Lin Mu simplemente se encogió de hombros.
Un estallido de energía oculta brotó de sus hombros, haciendo que los dos guardias retrocedieran tambaleándose como si se hubieran electrocutado.
Cayeron al suelo, con los rostros llenos de asombro.
—¿Te atreves a defenderte?
¡Estás buscando la muerte!
—gritó uno de los guardias, poniéndose en pie a toda prisa.
Sacó una porra de goma del cinturón y la blandió con saña hacia la cabeza de Lin Mu.
—¡Ten cuidado!
—gritó Qin Luoli.
—Tú eres el que busca la muerte.
Los ojos de Lin Mu se volvieron de hielo.
Giró y lanzó una patada.
¡PUM!
La patada se estrelló contra el pecho del guardia, enviándolo a volar siete u ocho metros antes de que se desplomara pesadamente en el suelo, incapaz de levantarse.
Todos se quedaron mirando, con los rostros llenos de asombro.
Ese tipo…
¡es muy fuerte!
Envió a un hombre a volar tan lejos de una sola patada.
Debe de ser un artista marcial, ¿verdad?
—Tú…
¡Qué audaz!
—tartamudeó el Doctor Meng, saliendo de su estupor mientras señalaba a Lin Mu con un dedo tembloroso.
¡PLAS!
La mano de Lin Mu salió disparada, golpeando al Doctor Meng en la cara.
—Cállate si no quieres morir —declaró con indiferencia.
Con eso, Lin Mu entró directamente en el quirófano, dejando atrás a una multitud de espectadores atónitos.
¿El Doctor Meng…
de verdad ha sido golpeado?
Es el doctor estrella de este hospital, respetado por tanta gente, ¿y hoy le han abofeteado?

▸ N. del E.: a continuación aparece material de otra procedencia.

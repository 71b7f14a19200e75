//! Failure taxonomy for submission attempts and controller setup.

use std::time::Duration;

use shared::error::ValidationError;
use thiserror::Error;

/// Why an attempt ended in the `Error` status. Operators only ever see `Error`;
/// the variant is kept for logs and tests.
#[derive(Debug, Error)]
pub enum SubmitError {
    #[error("record is not submittable: {0}")]
    Validation(#[from] ValidationError),
    #[error("workflow endpoint unreachable or refused the request: {0}")]
    Transport(#[from] TransportError),
    #[error("workflow endpoint did not respond within {}ms", .0.as_millis())]
    Timeout(Duration),
    #[error("workflow response body is not valid JSON: {0}")]
    ResponseFormat(#[source] serde_json::Error),
    #[error("workflow did not confirm the submission (message: {message:?})")]
    Rejected { message: Option<String> },
}

impl SubmitError {
    pub fn kind(&self) -> SubmitErrorKind {
        match self {
            SubmitError::Validation(_) => SubmitErrorKind::Validation,
            SubmitError::Transport(_) => SubmitErrorKind::Transport,
            SubmitError::Timeout(_) => SubmitErrorKind::Timeout,
            SubmitError::ResponseFormat(_) => SubmitErrorKind::ResponseFormat,
            SubmitError::Rejected { .. } => SubmitErrorKind::Rejected,
        }
    }
}

#[derive(Debug, Clone, Copy, PartialEq, Eq)]
pub enum SubmitErrorKind {
    Validation,
    Transport,
    Timeout,
    ResponseFormat,
    Rejected,
}

#[derive(Debug, Error)]
pub enum TransportError {
    #[error("request failed: {0}")]
    Request(#[from] reqwest::Error),
    #[error("endpoint answered with HTTP {status}")]
    Status { status: u16 },
}

#[derive(Debug, Error)]
pub enum SettingsError {
    #[error("no workflow endpoint configured; set APP__ENDPOINT_URL or endpoint_url")]
    MissingEndpoint,
    #[error("invalid workflow endpoint '{url}': {source}")]
    InvalidEndpoint {
        url: String,
        source: url::ParseError,
    },
    #[error("unsupported endpoint scheme '{0}', expected http or https")]
    UnsupportedScheme(String),
    #[error("accepted success message must not be empty")]
    EmptyAcceptedMessage,
    #[error("failed to build HTTP client: {0}")]
    HttpClient(#[source] reqwest::Error),
}
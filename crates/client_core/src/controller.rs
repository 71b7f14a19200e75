//! Submission controller: validation, the timed exchange, and the status lifecycle.

use std::{
    sync::{Arc, Mutex, MutexGuard, PoisonError},
    time::{Duration, Instant},
};

use shared::{
    domain::{Record, SubmissionStatus},
    protocol::{SubmissionPayload, WorkflowReply},
};
use tokio::{
    runtime::Handle,
    sync::{broadcast, watch},
    task::{AbortHandle, JoinHandle},
    time,
};
use tracing::{debug, info, warn};

use crate::{
    config::SubmissionSettings,
    error::{SettingsError, SubmitError, TransportError},
    record_store::RecordStore,
    transport::{HttpWorkflowTransport, TransportReply, WorkflowTransport},
};

const EVENT_CHANNEL_CAPACITY: usize = 64;

/// Signals for the presentation layer.
#[derive(Debug, Clone, Copy, PartialEq, Eq)]
pub enum ControllerEvent {
    StatusChanged(SubmissionStatus),
    /// Move keyboard focus back to the first form field.
    FocusFirstField,
}

/// What happened to a `submit` call. Callers that only watch the status signal may drop it.
#[derive(Debug)]
pub enum SubmitAttempt {
    /// A submission was already in flight; nothing was sent.
    Ignored,
    /// The record failed validation; status moved to `Error` without any I/O.
    Rejected(SubmitError),
    Dispatched(JoinHandle<Result<(), SubmitError>>),
}

impl SubmitAttempt {
    pub fn is_ignored(&self) -> bool {
        matches!(self, SubmitAttempt::Ignored)
    }

    /// Resolves to the classified outcome. `None` when ignored or cancelled by `shutdown`.
    pub async fn outcome(self) -> Option<Result<(), SubmitError>> {
        match self {
            SubmitAttempt::Ignored => None,
            SubmitAttempt::Rejected(err) => Some(Err(err)),
            SubmitAttempt::Dispatched(handle) => handle.await.ok(),
        }
    }
}

#[derive(Default)]
struct ControllerState {
    status: SubmissionStatus,
    /// Bumped per attempt and on shutdown; tasks compare it before mutating anything.
    generation: u64,
    exchange: Option<AbortHandle>,
    pending_reset: Option<AbortHandle>,
    /// The pending reset still has to emit `FocusFirstField`.
    focus_owed: bool,
}

impl ControllerState {
    /// Aborts the pending reset. Returns whether it still owed the focus signal.
    fn cancel_pending_reset(&mut self) -> bool {
        if let Some(reset) = self.pending_reset.take() {
            reset.abort();
        }
        std::mem::take(&mut self.focus_owed)
    }
}

struct ControllerShared {
    transport: Arc<dyn WorkflowTransport>,
    store: RecordStore,
    settings: SubmissionSettings,
    runtime: Handle,
    state: Mutex<ControllerState>,
    status_tx: watch::Sender<SubmissionStatus>,
    events: broadcast::Sender<ControllerEvent>,
}

#[derive(Clone)]
pub struct SubmissionController {
    shared: Arc<ControllerShared>,
}

impl SubmissionController {
    /// Builds a controller posting over HTTP to `settings.endpoint_url`.
    pub fn new(
        settings: SubmissionSettings,
        store: RecordStore,
        runtime: Handle,
    ) -> Result<Self, SettingsError> {
        settings.validate()?;
        let transport = HttpWorkflowTransport::from_settings(&settings)?;
        Ok(Self::with_transport(
            settings,
            store,
            Arc::new(transport),
            runtime,
        ))
    }

    pub fn with_transport(
        settings: SubmissionSettings,
        store: RecordStore,
        transport: Arc<dyn WorkflowTransport>,
        runtime: Handle,
    ) -> Self {
        let (status_tx, _) = watch::channel(SubmissionStatus::Idle);
        let (events, _) = broadcast::channel(EVENT_CHANNEL_CAPACITY);
        Self {
            shared: Arc::new(ControllerShared {
                transport,
                store,
                settings,
                runtime,
                state: Mutex::new(ControllerState::default()),
                status_tx,
                events,
            }),
        }
    }

    pub fn status(&self) -> SubmissionStatus {
        self.shared.lock_state().status
    }

    pub fn is_submit_disabled(&self) -> bool {
        self.status() == SubmissionStatus::Submitting
    }

    pub fn watch_status(&self) -> watch::Receiver<SubmissionStatus> {
        self.shared.status_tx.subscribe()
    }

    pub fn subscribe(&self) -> broadcast::Receiver<ControllerEvent> {
        self.shared.events.subscribe()
    }

    pub fn store(&self) -> &RecordStore {
        &self.shared.store
    }

    /// Submits whatever the session draft currently holds.
    pub fn submit_current(&self) -> SubmitAttempt {
        self.submit(self.shared.store.get())
    }

    pub fn submit(&self, record: Record) -> SubmitAttempt {
        let shared = &self.shared;
        let mut state = shared.lock_state();

        if state.status == SubmissionStatus::Submitting {
            debug!(
                generation = state.generation,
                "submission already in flight; ignoring submit"
            );
            return SubmitAttempt::Ignored;
        }

        if state.cancel_pending_reset() {
            let _ = shared.events.send(ControllerEvent::FocusFirstField);
        }
        state.generation += 1;
        let generation = state.generation;

        if let Err(err) = record.validate() {
            warn!(generation, "submission rejected before dispatch: {err}");
            shared.set_status(&mut state, SubmissionStatus::Error);
            shared.schedule_reset(
                &mut state,
                generation,
                shared.settings.error_reset_delay,
                shared.settings.focus_after_error,
            );
            return SubmitAttempt::Rejected(err.into());
        }

        shared.set_status(&mut state, SubmissionStatus::Submitting);
        info!(
            generation,
            order_number = %record.order_number,
            store = record.store.as_str(),
            "dispatching submission"
        );

        let task_shared = Arc::clone(shared);
        let handle = shared
            .runtime
            .spawn(async move { task_shared.run_exchange(generation, record).await });
        state.exchange = Some(handle.abort_handle());
        SubmitAttempt::Dispatched(handle)
    }

    /// Ends the session: aborts the in-flight exchange and any pending reset, returns to `Idle`.
    pub fn shutdown(&self) {
        let shared = &self.shared;
        let mut state = shared.lock_state();
        state.generation += 1;
        if let Some(exchange) = state.exchange.take() {
            exchange.abort();
        }
        state.cancel_pending_reset();
        shared.set_status(&mut state, SubmissionStatus::Idle);
        debug!(generation = state.generation, "submission controller shut down");
    }
}

impl ControllerShared {
    fn lock_state(&self) -> MutexGuard<'_, ControllerState> {
        self.state.lock().unwrap_or_else(PoisonError::into_inner)
    }

    async fn run_exchange(
        self: Arc<Self>,
        generation: u64,
        record: Record,
    ) -> Result<(), SubmitError> {
        let payload = SubmissionPayload::from(&record);
        let budget = self.settings.request_timeout;
        let started = Instant::now();

        // Expiry drops the request future, which cancels the request.
        let exchange = self.transport.post_submission(&payload);
        let outcome = match time::timeout(budget, exchange).await {
            Ok(result) => classify_reply(result, &self.settings.accepted_success_message),
            Err(_) => Err(SubmitError::Timeout(budget)),
        };

        debug!(
            generation,
            elapsed = ?started.elapsed(),
            "submission exchange concluded"
        );
        self.conclude(generation, outcome)
    }

    fn conclude(
        self: &Arc<Self>,
        generation: u64,
        outcome: Result<(), SubmitError>,
    ) -> Result<(), SubmitError> {
        let mut state = self.lock_state();
        if state.generation != generation {
            warn!(
                generation,
                current = state.generation,
                "discarding outcome of a superseded submission"
            );
            return outcome;
        }
        state.exchange = None;

        match &outcome {
            Ok(()) => {
                self.store.reset();
                info!(generation, "workflow confirmed submission");
                self.set_status(&mut state, SubmissionStatus::Success);
                self.schedule_reset(
                    &mut state,
                    generation,
                    self.settings.success_reset_delay,
                    true,
                );
            }
            Err(err) => {
                warn!(generation, kind = ?err.kind(), "submission failed: {err}");
                self.set_status(&mut state, SubmissionStatus::Error);
                self.schedule_reset(
                    &mut state,
                    generation,
                    self.settings.error_reset_delay,
                    self.settings.focus_after_error,
                );
            }
        }
        outcome
    }

    fn schedule_reset(
        self: &Arc<Self>,
        state: &mut ControllerState,
        generation: u64,
        delay: Duration,
        restore_focus: bool,
    ) {
        state.cancel_pending_reset();
        let shared = Arc::clone(self);
        let reset = self.runtime.spawn(async move {
            time::sleep(delay).await;
            let mut state = shared.lock_state();
            if state.generation != generation || !state.status.is_transient() {
                return;
            }
            state.pending_reset = None;
            state.focus_owed = false;
            shared.set_status(&mut state, SubmissionStatus::Idle);
            if restore_focus {
                let _ = shared.events.send(ControllerEvent::FocusFirstField);
            }
        });
        state.pending_reset = Some(reset.abort_handle());
        state.focus_owed = restore_focus;
    }

    fn set_status(&self, state: &mut ControllerState, status: SubmissionStatus) {
        if state.status == status {
            return;
        }
        debug!(from = %state.status, to = %status, "submission status changed");
        state.status = status;
        self.status_tx.send_replace(status);
        let _ = self.events.send(ControllerEvent::StatusChanged(status));
    }
}

/// Maps a transport result onto the outcome: 2xx, JSON body, and an exact `message` match.
pub fn classify_reply(
    result: Result<TransportReply, TransportError>,
    accepted_message: &str,
) -> Result<(), SubmitError> {
    let reply = result?;
    if !reply.is_success() {
        return Err(TransportError::Status {
            status: reply.status,
        }
        .into());
    }

    let body: serde_json::Value =
        serde_json::from_slice(&reply.body).map_err(SubmitError::ResponseFormat)?;
    let reply = WorkflowReply::from_json(&body);
    if reply.confirms(accepted_message) {
        Ok(())
    } else {
        Err(SubmitError::Rejected {
            message: reply.message,
        })
    }
}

¿Quién demonios es ese tipo?
¿Cómo puede ser tan audaz?
¿No teme lo que el hospital le hará?
—¿Te atreves a pegarme?
—El Doctor Meng se agarró la cara y chilló—.
¡¿De verdad te has atrevido a pegarme?!
¡Te mataré!
Estaba incandescente de rabia.
Ser abofeteado en público por Lin Mu era la máxima humillación.
—Doctor Meng, ¿se encuentra bien?
—preguntó la joven enfermera, corriendo hacia él preocupada.
—¡Lárgate!
El Doctor Meng la apartó de un empujón y se fue furioso, gruñendo con veneno: —Ya verás.
¡Si no te destruyo hoy, mi apellido no es Meng!